**WHAT TO PRODUCE**
When a line of the entries contains "body", please list that line.
SUPPLIED INFORMATION below:
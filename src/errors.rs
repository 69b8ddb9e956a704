use thiserror::Error;

/// Failures talking to the listing API.
///
/// The repository and service layers hand these through untouched; only the
/// application layer turns them into user-facing messages.
#[derive(Debug, Error)]
pub enum TransportError {
    #[error("Property not found")]
    NotFound,

    #[error("Request failed with status {status}: {body}")]
    Status { status: u16, body: String },

    #[error("Network error: {0}")]
    Network(#[from] reqwest::Error),

    #[error("Invalid response body: {0}")]
    Decode(#[from] serde_json::Error),

    #[error("Invalid API URL: {0}")]
    InvalidUrl(String),
}

pub type TransportResult<T> = Result<T, TransportError>;

/// Messages shown to the user when a load fails
#[derive(Debug, Clone, PartialEq, Eq, Error)]
pub enum ApplicationError {
    #[error("Failed to load properties. Please try again later.")]
    LoadProperties,

    #[error("Property not found")]
    PropertyNotFound,

    #[error("Failed to load property details. Please try again later.")]
    LoadPropertyDetails,
}

#[derive(Debug, Error)]
pub enum ConfigError {
    #[error("Invalid value for {name}: {reason}")]
    InvalidValue { name: &'static str, reason: String },
}
use crate::application::PropertyApplication;
use crate::errors::ApplicationError;
use crate::models::{FormattedProperty, PropertyId};
use crate::repository::PropertyReader;
use crate::views::{ViewState, LISTING_ROUTE};
use tracing::error;

pub const BACK_LINK_LABEL: &str = "Back to Properties";

/// Single property page
#[derive(Debug, Clone, PartialEq)]
pub struct DetailView {
    pub id: PropertyId,
    pub state: ViewState<FormattedProperty>,
}

impl DetailView {
    pub async fn load<R: PropertyReader>(app: &PropertyApplication<R>, id: PropertyId) -> Self {
        let state = match app.load_property_details(&id).await {
            Ok(property) => ViewState::Ready(app.format_property_data(property)),
            Err(e @ ApplicationError::PropertyNotFound) => ViewState::Failed(e.to_string()),
            Err(e) => {
                error!("Error fetching property {}: {}", id, e);
                ViewState::Failed(e.to_string())
            }
        };

        Self { id, state }
    }

    pub fn property(&self) -> Option<&FormattedProperty> {
        self.state.ready()
    }

    /// Where the "back" link leads, offered whenever the property could not be shown
    pub fn return_to_listing(&self) -> (&'static str, &'static str) {
        (BACK_LINK_LABEL, LISTING_ROUTE)
    }
}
End of SUPPLIED INFORMATION.
**WRITTEN ANSWER**
    #[error("Request failed with status {status}: {body}")]
    Status { status: u16, body: String },
    #[error("Invalid response body: {0}")]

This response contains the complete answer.